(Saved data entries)
== Segment start ==

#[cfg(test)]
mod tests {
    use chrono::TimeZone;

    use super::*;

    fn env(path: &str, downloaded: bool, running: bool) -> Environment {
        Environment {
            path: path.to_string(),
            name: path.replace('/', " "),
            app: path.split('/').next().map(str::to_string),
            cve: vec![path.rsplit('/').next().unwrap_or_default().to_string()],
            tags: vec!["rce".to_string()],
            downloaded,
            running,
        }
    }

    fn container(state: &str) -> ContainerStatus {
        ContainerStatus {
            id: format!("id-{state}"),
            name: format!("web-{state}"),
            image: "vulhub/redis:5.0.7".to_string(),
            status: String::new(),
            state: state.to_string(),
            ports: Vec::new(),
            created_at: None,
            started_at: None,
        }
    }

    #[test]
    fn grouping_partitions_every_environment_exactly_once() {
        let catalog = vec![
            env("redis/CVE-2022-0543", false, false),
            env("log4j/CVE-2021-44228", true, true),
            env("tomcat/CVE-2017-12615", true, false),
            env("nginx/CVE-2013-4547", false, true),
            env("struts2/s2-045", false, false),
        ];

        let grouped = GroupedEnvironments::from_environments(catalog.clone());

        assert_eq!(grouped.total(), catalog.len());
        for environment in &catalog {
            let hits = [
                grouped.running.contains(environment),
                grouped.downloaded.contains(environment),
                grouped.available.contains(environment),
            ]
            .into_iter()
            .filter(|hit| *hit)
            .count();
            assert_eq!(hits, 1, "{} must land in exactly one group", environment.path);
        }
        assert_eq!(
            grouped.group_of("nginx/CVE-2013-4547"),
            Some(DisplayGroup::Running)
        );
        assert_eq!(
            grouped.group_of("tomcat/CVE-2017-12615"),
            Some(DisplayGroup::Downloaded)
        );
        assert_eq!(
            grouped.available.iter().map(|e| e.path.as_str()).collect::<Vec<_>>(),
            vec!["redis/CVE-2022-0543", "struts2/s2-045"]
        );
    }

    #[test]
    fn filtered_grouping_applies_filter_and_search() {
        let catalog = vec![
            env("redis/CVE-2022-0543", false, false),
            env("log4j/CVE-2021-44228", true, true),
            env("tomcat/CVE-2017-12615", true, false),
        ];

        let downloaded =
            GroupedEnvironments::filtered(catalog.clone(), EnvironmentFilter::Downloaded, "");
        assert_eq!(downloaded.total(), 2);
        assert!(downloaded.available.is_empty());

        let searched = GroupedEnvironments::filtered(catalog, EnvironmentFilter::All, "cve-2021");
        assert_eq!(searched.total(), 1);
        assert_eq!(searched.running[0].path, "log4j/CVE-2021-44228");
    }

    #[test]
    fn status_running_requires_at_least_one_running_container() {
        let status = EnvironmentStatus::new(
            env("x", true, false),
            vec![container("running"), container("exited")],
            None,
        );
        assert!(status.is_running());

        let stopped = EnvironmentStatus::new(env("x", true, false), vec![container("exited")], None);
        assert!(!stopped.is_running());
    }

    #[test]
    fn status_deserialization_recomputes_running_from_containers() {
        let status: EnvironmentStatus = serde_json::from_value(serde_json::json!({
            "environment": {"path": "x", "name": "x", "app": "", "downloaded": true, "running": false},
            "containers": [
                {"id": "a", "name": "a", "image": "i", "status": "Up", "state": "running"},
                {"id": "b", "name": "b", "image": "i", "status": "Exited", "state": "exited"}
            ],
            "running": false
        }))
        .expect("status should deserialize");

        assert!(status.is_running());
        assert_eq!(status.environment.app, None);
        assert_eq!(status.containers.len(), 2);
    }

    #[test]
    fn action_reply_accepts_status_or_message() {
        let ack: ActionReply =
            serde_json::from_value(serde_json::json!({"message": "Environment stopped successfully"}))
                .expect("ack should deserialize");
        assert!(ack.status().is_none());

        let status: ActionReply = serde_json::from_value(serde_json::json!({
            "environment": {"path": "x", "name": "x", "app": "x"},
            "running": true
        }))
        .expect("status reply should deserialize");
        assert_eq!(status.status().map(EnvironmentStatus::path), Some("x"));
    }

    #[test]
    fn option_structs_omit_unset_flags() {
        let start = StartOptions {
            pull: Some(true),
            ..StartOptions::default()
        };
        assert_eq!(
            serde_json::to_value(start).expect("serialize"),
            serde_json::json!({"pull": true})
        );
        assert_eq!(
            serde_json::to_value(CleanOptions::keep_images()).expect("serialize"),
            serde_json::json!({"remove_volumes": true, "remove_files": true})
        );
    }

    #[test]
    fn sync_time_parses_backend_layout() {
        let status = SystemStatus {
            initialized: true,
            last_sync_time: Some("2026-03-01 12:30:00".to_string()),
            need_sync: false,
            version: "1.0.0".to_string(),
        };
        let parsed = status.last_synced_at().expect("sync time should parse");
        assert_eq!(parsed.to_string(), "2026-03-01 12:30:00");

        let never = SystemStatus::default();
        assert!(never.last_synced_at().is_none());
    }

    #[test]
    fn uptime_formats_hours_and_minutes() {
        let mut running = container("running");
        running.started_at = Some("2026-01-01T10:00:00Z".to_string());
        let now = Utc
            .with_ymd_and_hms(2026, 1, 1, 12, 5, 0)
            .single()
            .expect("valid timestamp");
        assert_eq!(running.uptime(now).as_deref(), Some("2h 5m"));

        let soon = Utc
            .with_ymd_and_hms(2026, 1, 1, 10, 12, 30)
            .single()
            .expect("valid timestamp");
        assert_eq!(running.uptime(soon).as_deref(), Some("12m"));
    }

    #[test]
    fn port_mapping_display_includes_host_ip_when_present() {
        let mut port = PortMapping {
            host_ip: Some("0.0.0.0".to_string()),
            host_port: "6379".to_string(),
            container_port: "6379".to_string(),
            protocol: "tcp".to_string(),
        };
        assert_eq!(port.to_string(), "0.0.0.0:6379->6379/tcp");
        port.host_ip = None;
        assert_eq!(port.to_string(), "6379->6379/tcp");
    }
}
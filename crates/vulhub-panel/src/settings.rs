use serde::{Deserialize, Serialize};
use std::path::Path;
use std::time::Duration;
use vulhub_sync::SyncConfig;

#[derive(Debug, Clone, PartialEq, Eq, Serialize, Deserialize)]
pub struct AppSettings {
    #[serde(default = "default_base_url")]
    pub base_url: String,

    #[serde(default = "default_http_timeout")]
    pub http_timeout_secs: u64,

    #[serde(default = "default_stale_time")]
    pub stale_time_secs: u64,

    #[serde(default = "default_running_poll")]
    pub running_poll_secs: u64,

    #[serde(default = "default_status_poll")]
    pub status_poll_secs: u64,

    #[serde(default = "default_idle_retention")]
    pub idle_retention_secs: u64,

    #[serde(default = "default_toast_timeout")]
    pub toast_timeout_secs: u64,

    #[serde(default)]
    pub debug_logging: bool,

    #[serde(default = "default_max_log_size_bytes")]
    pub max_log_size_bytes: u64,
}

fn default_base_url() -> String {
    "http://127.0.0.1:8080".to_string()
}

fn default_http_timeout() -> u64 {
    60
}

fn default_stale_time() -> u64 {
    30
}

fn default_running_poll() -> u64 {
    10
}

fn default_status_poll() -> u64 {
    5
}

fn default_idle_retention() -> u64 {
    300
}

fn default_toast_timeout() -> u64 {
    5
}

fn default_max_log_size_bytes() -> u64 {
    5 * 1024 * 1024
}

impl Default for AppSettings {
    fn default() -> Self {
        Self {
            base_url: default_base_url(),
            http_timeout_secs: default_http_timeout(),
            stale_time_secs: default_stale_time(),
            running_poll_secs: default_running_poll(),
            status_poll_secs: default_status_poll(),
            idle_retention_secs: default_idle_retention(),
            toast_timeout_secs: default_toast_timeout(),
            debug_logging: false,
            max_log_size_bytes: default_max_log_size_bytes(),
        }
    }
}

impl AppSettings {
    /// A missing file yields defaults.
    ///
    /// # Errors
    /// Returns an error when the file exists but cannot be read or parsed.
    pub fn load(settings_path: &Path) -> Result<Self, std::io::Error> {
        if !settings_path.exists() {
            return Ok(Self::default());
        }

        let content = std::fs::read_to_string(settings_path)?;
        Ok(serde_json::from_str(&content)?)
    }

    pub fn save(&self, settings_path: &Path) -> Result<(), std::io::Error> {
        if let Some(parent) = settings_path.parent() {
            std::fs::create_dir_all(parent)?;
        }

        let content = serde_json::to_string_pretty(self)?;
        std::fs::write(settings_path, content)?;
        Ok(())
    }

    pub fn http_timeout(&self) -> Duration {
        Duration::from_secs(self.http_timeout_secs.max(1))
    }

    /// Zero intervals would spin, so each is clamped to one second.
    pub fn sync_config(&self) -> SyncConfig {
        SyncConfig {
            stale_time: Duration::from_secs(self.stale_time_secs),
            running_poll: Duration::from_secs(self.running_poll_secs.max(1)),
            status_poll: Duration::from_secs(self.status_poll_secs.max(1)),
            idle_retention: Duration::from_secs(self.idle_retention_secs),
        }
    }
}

== Segment end ==
== Segment start ==

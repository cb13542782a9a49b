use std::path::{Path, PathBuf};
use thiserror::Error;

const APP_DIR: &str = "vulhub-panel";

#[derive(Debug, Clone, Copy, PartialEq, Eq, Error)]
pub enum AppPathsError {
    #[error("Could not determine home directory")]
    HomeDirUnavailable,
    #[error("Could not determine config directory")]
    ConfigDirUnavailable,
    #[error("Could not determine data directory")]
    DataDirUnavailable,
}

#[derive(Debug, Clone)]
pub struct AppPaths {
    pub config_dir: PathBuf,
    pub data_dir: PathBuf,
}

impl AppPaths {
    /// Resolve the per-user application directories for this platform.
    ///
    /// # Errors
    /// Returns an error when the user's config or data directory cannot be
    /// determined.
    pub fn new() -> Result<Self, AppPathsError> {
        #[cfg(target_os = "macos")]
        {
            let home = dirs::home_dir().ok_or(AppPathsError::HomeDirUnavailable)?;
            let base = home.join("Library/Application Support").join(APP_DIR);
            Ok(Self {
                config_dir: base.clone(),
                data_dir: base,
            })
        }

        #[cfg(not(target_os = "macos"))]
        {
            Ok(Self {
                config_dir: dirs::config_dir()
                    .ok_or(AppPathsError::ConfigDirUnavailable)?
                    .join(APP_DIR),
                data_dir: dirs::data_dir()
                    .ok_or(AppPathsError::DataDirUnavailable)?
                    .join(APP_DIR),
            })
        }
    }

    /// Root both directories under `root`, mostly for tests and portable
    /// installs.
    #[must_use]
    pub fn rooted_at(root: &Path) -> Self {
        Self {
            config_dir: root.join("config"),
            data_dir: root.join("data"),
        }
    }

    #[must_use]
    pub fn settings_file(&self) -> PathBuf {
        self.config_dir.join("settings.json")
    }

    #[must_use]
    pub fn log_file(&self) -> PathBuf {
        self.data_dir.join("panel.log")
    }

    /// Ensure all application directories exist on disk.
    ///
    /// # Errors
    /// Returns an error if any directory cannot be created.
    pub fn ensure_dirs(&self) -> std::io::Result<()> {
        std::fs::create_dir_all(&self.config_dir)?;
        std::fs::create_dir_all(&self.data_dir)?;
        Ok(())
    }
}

== Segment end ==

### WHAT THE TASK ASKS
Please find each line in the records above that holds the word "should", and copy it.

### RESPONSE AREA
        .expect("status should deserialize");
                .expect("ack should deserialize");
        .expect("status reply should deserialize");
        let parsed = status.last_synced_at().expect("sync time should parse");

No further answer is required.